- Input data
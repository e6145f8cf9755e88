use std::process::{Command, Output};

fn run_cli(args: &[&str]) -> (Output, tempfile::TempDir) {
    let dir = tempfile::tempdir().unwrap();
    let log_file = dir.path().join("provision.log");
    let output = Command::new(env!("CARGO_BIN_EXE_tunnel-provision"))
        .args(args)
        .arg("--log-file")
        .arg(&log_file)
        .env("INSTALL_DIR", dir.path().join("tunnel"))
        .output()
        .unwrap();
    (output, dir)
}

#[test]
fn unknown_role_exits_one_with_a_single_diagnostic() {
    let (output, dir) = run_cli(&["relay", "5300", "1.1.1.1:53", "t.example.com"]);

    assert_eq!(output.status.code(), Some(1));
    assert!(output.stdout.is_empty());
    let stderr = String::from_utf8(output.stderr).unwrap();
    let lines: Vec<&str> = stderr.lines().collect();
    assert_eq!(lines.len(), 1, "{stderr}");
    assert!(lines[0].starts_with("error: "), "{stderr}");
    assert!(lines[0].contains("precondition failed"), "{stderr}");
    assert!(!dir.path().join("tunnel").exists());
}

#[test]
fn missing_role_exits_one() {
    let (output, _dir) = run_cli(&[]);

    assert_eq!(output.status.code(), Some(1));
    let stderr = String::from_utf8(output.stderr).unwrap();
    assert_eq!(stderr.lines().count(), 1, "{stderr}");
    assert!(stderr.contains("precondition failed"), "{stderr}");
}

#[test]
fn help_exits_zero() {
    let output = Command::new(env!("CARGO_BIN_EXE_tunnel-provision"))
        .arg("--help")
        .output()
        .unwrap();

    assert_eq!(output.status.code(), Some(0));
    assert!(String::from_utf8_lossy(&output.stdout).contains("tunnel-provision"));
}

- Directions
Copy each line of the material exactly as shown.

- Written response
repository e6145f8cf9755e88
use std::process::{Command, Output};

fn run_cli(args: &[&str]) -> (Output, tempfile::TempDir) {
    let dir = tempfile::tempdir().unwrap();
    let log_file = dir.path().join("provision.log");
    let output = Command::new(env!("CARGO_BIN_EXE_tunnel-provision"))
        .args(args)
        .arg("--log-file")
        .arg(&log_file)
        .env("INSTALL_DIR", dir.path().join("tunnel"))
        .output()
        .unwrap();
    (output, dir)
}

#[test]
fn unknown_role_exits_one_with_a_single_diagnostic() {
    let (output, dir) = run_cli(&["relay", "5300", "1.1.1.1:53", "t.example.com"]);

    assert_eq!(output.status.code(), Some(1));
    assert!(output.stdout.is_empty());
    let stderr = String::from_utf8(output.stderr).unwrap();
    let lines: Vec<&str> = stderr.lines().collect();
    assert_eq!(lines.len(), 1, "{stderr}");
    assert!(lines[0].starts_with("error: "), "{stderr}");
    assert!(lines[0].contains("precondition failed"), "{stderr}");
    assert!(!dir.path().join("tunnel").exists());
}

#[test]
fn missing_role_exits_one() {
    let (output, _dir) = run_cli(&[]);

    assert_eq!(output.status.code(), Some(1));
    let stderr = String::from_utf8(output.stderr).unwrap();
    assert_eq!(stderr.lines().count(), 1, "{stderr}");
    assert!(stderr.contains("precondition failed"), "{stderr}");
}

#[test]
fn help_exits_zero() {
    let output = Command::new(env!("CARGO_BIN_EXE_tunnel-provision"))
        .arg("--help")
        .output()
        .unwrap();

    assert_eq!(output.status.code(), Some(0));
    assert!(String::from_utf8_lossy(&output.stdout).contains("tunnel-provision"));
}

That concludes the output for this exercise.